Krugman on Election Problems in 2000 and 2004

In his NY Times column today on election problems in 2000 and 2004, Paul Krugman, relying on a new book by Andrew Gumbel, says that Gumbel “documents the simple truth: ‘Al Gore won the 2000 presidential election.’ Two different news media consortiums reviewed Florida’s ballots; both found that a full manual recount would have given the election to Mr. Gore. This was true despite a host of efforts by state and local officials to suppress likely Gore votes, most notably Ms. Harris’s ‘felon purge,’ which disenfranchised large numbers of valid voters.”
I have not yet had a chance to read Gumbel’s book, but Krugman’s statement is misleading. It is true that the NORC study found that had all the state’s undervotes and overvotes been counted, Al Gore would have come out ahead of George Bush. But it is also true that Gore did not request such a count—he requested a count only of the undervotes, and only in certain counties. And, if I recall correctly, a statewide recount of the undervotes (what had been ordered by the Florida Supreme Court but stopped by the U.S. Supreme Court in its stay order in Bush v. Gore) also would have gone for Bush. It is also true that the NORC counters’ views of which ballots counted for Gore depended in part on the partisan affiliation of the counters. (I review the literature on the count in this review essay.)
So what to make of the claim that Al Gore “really” won the election? I have a few reactions (again, not based upon anything new that might be in Gumbel’s book):
1. It seems pretty clear, as Judge Posner acknowledged in his “Breaking the Deadlock” book, that more Florida voters intended to vote for Gore than for Bush. But not all of those voters translated their private intent into a valid vote that could be accurately counted using Florida’s then-existing voting technology.

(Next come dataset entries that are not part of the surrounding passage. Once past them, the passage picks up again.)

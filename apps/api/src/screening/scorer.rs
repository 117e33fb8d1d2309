//! ATS Scorer — collapses requirement coverage and structural signals into
//! a single 0-100 score.
//!
//! score = round(100 * (coverage_weight * coverage
//!                    + structure_weight * structural_quality))
//!
//! Structural quality is section presence (contact / experience / education
//! markers) plus a length-adequacy term. The weights and thresholds are a
//! default policy, not vendor emulation, and are tunable via `ScoringConfig`.

use serde::{Deserialize, Serialize};

use crate::screening::matcher::MatchResult;
use crate::screening::normalize::NormalizedText;

/// Share of structural quality carried by each section check, and by the
/// length-adequacy term. The three sections together carry 0.6.
const SECTION_SHARE: f64 = 0.2;
const LENGTH_SHARE: f64 = 0.4;

/// Bloated résumés decay toward this floor instead of zero: excess length
/// is a weaker signal than a missing section.
const BLOAT_FLOOR: f64 = 0.5;

/// Tunable scoring policy. Defaults follow the documented 60/40 split with
/// a 150-word minimum and a 1200-word bloat bound.
#[derive(Debug, Clone, Serialize, Deserialize)]
pub struct ScoringConfig {
    pub coverage_weight: f64,
    pub structure_weight: f64,
    pub min_word_count: usize,
    pub max_word_count: usize,
    /// Missing requirements below this weight do not generate suggestions.
    pub suggestion_weight_floor: f64,
}

impl Default for ScoringConfig {
    fn default() -> Self {
        Self {
            coverage_weight: 0.6,
            structure_weight: 0.4,
            min_word_count: 150,
            max_word_count: 1200,
            suggestion_weight_floor: 0.3,
        }
    }
}

impl ScoringConfig {
    /// Rescales the two component weights to sum to 1.0, so overriding one
    /// via env cannot push scores outside [0, 100].
    pub fn normalized(mut self) -> Self {
        let sum = self.coverage_weight + self.structure_weight;
        if sum > 0.0 {
            self.coverage_weight /= sum;
            self.structure_weight /= sum;
        } else {
            let defaults = Self::default();
            self.coverage_weight = defaults.coverage_weight;
            self.structure_weight = defaults.structure_weight;
        }
        self
    }
}

/// One structural section check.
#[derive(Debug, Clone, Serialize, Deserialize)]
pub struct SectionCheck {
    pub section: String,
    pub present: bool,
}

/// Full scoring breakdown. `score` is the only number most callers need;
/// the rest feeds the suggestion generator and the score endpoint.
#[derive(Debug, Clone, Serialize, Deserialize)]
pub struct AtsBreakdown {
    pub score: u8,
    pub coverage: f64,
    pub structural_quality: f64,
    pub sections: Vec<SectionCheck>,
    pub length_score: f64,
    pub word_count: usize,
}

/// Computes the ATS breakdown for already-matched requirements.
///
/// Deterministic: identical text and match result always produce the
/// identical integer. Empty input degrades to a score of 0 rather than an
/// error.
pub fn compute_ats(
    text: &NormalizedText,
    match_result: &MatchResult,
    config: &ScoringConfig,
) -> AtsBreakdown {
    if text.word_count == 0 {
        return AtsBreakdown {
            score: 0,
            coverage: 0.0,
            structural_quality: 0.0,
            sections: section_checks(""),
            length_score: 0.0,
            word_count: 0,
        };
    }

    let sections = section_checks(&text.lowered);
    let length_score = length_adequacy(text.word_count, config);

    let section_score: f64 = sections
        .iter()
        .filter(|c| c.present)
        .map(|_| SECTION_SHARE)
        .sum();
    let structural_quality = (section_score + LENGTH_SHARE * length_score).clamp(0.0, 1.0);

    let combined = config.coverage_weight * match_result.coverage
        + config.structure_weight * structural_quality;
    let score = (combined * 100.0).round().clamp(0.0, 100.0) as u8;

    AtsBreakdown {
        score,
        coverage: match_result.coverage,
        structural_quality,
        sections,
        length_score,
        word_count: text.word_count,
    }
}

/// Suggestions for every failed structural check, phrased for the end user.
pub fn structural_suggestions(breakdown: &AtsBreakdown, config: &ScoringConfig) -> Vec<String> {
    let mut suggestions = Vec::new();

    for check in &breakdown.sections {
        if !check.present {
            suggestions.push(match check.section.as_str() {
                "contact" => "Add contact information (email and phone) near the top".to_string(),
                "experience" => "Add a dedicated work experience section".to_string(),
                "education" => "Add an education section listing degrees or coursework".to_string(),
                other => format!("Add a {} section", other),
            });
        }
    }

    if breakdown.word_count > 0 && breakdown.word_count < config.min_word_count {
        suggestions.push(format!(
            "Resume is shorter than the recommended length ({} words, aim for at least {})",
            breakdown.word_count, config.min_word_count
        ));
    } else if breakdown.word_count > config.max_word_count {
        suggestions.push(format!(
            "Resume is longer than the recommended length ({} words, aim for under {})",
            breakdown.word_count, config.max_word_count
        ));
    }

    suggestions
}

// ────────────────────────────────────────────────────────────────────────────
// Structural signals
// ────────────────────────────────────────────────────────────────────────────

fn section_checks(lowered: &str) -> Vec<SectionCheck> {
    vec![
        SectionCheck {
            section: "contact".to_string(),
            present: has_contact_marker(lowered),
        },
        SectionCheck {
            section: "experience".to_string(),
            present: contains_any(lowered, &["experience", "employment", "work history", "career"]),
        },
        SectionCheck {
            section: "education".to_string(),
            present: contains_any(
                lowered,
                &["education", "university", "college", "degree", "bachelor", "master"],
            ),
        },
    ]
}

/// Contact info marker: an email-shaped token or a 7+ digit run (phone).
fn has_contact_marker(lowered: &str) -> bool {
    let email = lowered.split_whitespace().any(|w| {
        w.contains('@') && w.rsplit('@').next().map_or(false, |d| d.contains('.'))
    });
    if email {
        return true;
    }

    let mut digit_run = 0usize;
    for c in lowered.chars() {
        if c.is_ascii_digit() {
            digit_run += 1;
            if digit_run >= 7 {
                return true;
            }
        } else if !matches!(c, '-' | '(' | ')' | '+' | '.') {
            // Spaces reset the run so year ranges ("2019 - 2023") do not
            // read as phone numbers.
            digit_run = 0;
        }
    }
    false
}

fn contains_any(haystack: &str, markers: &[&str]) -> bool {
    markers.iter().any(|m| haystack.contains(m))
}

/// Length adequacy: ramps 0 -> 1 below the minimum, holds 1.0 through the
/// bloat bound, then decays linearly toward `BLOAT_FLOOR`.
fn length_adequacy(word_count: usize, config: &ScoringConfig) -> f64 {
    if word_count == 0 {
        return 0.0;
    }
    let min = config.min_word_count.max(1);
    let max = config.max_word_count.max(min);

    if word_count < min {
        word_count as f64 / min as f64
    } else if word_count <= max {
        1.0
    } else {
        let excess = (word_count - max) as f64 / max as f64;
        (1.0 - excess).max(BLOAT_FLOOR)
    }
}

#[cfg(test)]
mod tests {
    use super::*;
    use crate::screening::catalog::Catalog;
    use crate::screening::matcher::compute_requirement_match;
    use crate::screening::normalize::normalize;

    fn score_for(text: &str, field_name: &str) -> AtsBreakdown {
        let catalog = Catalog::builtin();
        let field = catalog.field(field_name).unwrap();
        let normalized = normalize(text);
        let result = compute_requirement_match(&normalized, &field.requirements);
        compute_ats(&normalized, &result, &ScoringConfig::default())
    }

    fn padded(base: &str, words: usize) -> String {
        let mut text = base.to_string();
        for i in 0..words {
            text.push_str(&format!(" filler{}", i));
        }
        text
    }

    #[test]
    fn test_empty_input_scores_zero_without_error() {
        let breakdown = score_for("", "Software Engineering");
        assert_eq!(breakdown.score, 0);
        assert_eq!(breakdown.coverage, 0.0);
        assert_eq!(breakdown.structural_quality, 0.0);
    }

    #[test]
    fn test_score_is_deterministic() {
        let text = "Experienced Python developer, alice@example.com, education: B.S.";
        let a = score_for(text, "Software Engineering");
        let b = score_for(text, "Software Engineering");
        assert_eq!(a.score, b.score);
        assert_eq!(a.structural_quality, b.structural_quality);
    }

    #[test]
    fn test_adding_missing_keyword_never_decreases_score() {
        let base = padded("Python developer with experience, alice@example.com, university degree.", 160);
        let with_docker = format!("{} Docker", base);

        let before = score_for(&base, "Software Engineering");
        let after = score_for(&with_docker, "Software Engineering");
        assert!(
            after.score >= before.score,
            "before={} after={}",
            before.score,
            after.score
        );
        assert!(after.coverage > before.coverage);
    }

    #[test]
    fn test_score_bounded_even_with_full_coverage() {
        let all_skills = padded(
            "experience education alice@example.com Python JavaScript React AWS Docker SQL Git \
             Kubernetes REST API testing",
            200,
        );
        let breakdown = score_for(&all_skills, "Software Engineering");
        assert!(breakdown.score <= 100);
        assert!((breakdown.coverage - 1.0).abs() < 1e-9);
    }

    #[test]
    fn test_section_detection() {
        let checks = section_checks("work experience at acme, b.s. from state university, jane@acme.io");
        assert!(checks.iter().all(|c| c.present));

        let checks = section_checks("just some skills listed");
        assert!(checks.iter().all(|c| !c.present));
    }

    #[test]
    fn test_contact_marker_accepts_phone_runs() {
        assert!(has_contact_marker("call 555-123-4567"));
        assert!(has_contact_marker("reach me at jane@acme.io"));
        assert!(!has_contact_marker("shipped 3 products in 2 years"));
        assert!(!has_contact_marker("jane@localhost"));
    }

    #[test]
    fn test_length_adequacy_ramp_and_decay() {
        let config = ScoringConfig::default();
        assert_eq!(length_adequacy(0, &config), 0.0);
        assert!((length_adequacy(75, &config) - 0.5).abs() < 1e-9);
        assert_eq!(length_adequacy(150, &config), 1.0);
        assert_eq!(length_adequacy(1200, &config), 1.0);
        let bloated = length_adequacy(1800, &config);
        assert!(bloated < 1.0 && bloated >= BLOAT_FLOOR);
        assert_eq!(length_adequacy(10_000, &config), BLOAT_FLOOR);
    }

    #[test]
    fn test_structural_suggestions_name_failed_checks() {
        let breakdown = score_for("short text", "Consultant");
        let suggestions = structural_suggestions(&breakdown, &ScoringConfig::default());
        assert!(suggestions.iter().any(|s| s.contains("contact")));
        assert!(suggestions.iter().any(|s| s.contains("experience")));
        assert!(suggestions.iter().any(|s| s.contains("education")));
        assert!(suggestions.iter().any(|s| s.contains("shorter")));
    }

    #[test]
    fn test_no_structural_suggestions_when_everything_passes() {
        let text = padded(
            "Work experience at Acme. Education: university degree. Contact alice@example.com.",
            160,
        );
        let breakdown = score_for(&text, "Consultant");
        let suggestions = structural_suggestions(&breakdown, &ScoringConfig::default());
        assert!(suggestions.is_empty(), "{suggestions:?}");
    }

    #[test]
    fn test_config_normalization_rescales_weights() {
        let config = ScoringConfig {
            coverage_weight: 3.0,
            structure_weight: 1.0,
            ..ScoringConfig::default()
        }
        .normalized();
        assert!((config.coverage_weight - 0.75).abs() < 1e-9);
        assert!((config.structure_weight - 0.25).abs() < 1e-9);
    }
}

2. For all practical purposes, the Florida count was a statistical tie. Various commentators have summed the problem up by noting that the margin of error exceeded the margin of victory, or that counting the votes to get an accurate count was like trying to measure bacteria with a yardstick.
3. Given that the election was a statistical tie, one can point to a whole host of things that, had they gone slightly differently, would have likely put the election in Gore’s hands. Among the more important “what ifs”: (a) What if there had been no “butterfly ballot” in Palm Beach County? (b) What if Ralph Nader had not run, or been so successful in Florida, or had Nader voters known what was at stake with their votes? (c) What if a Democrat or a nonpartisan election official had been secretary of state? (d) What if overseas military ballots had been counted pursuant to Florida law as it existed in 2000 (on this point, one should not miss Diane Mazur’s recent Election Law Journal article)? (e) What if there had been no errors in the purge of felons from Florida ballots? The list goes on.
4. From all of this, I don’t think the question of who “really” won Florida (opposed from the legal conclusion that Bush won) is one that can be answered in any sensical way.
Krugman also makes claims about the vote being stolen in Ohio in 2004. From what I have seen so far (including the Conyers report), I am not convinced that intentional action by state officials cost John Kerry the vote in Ohio.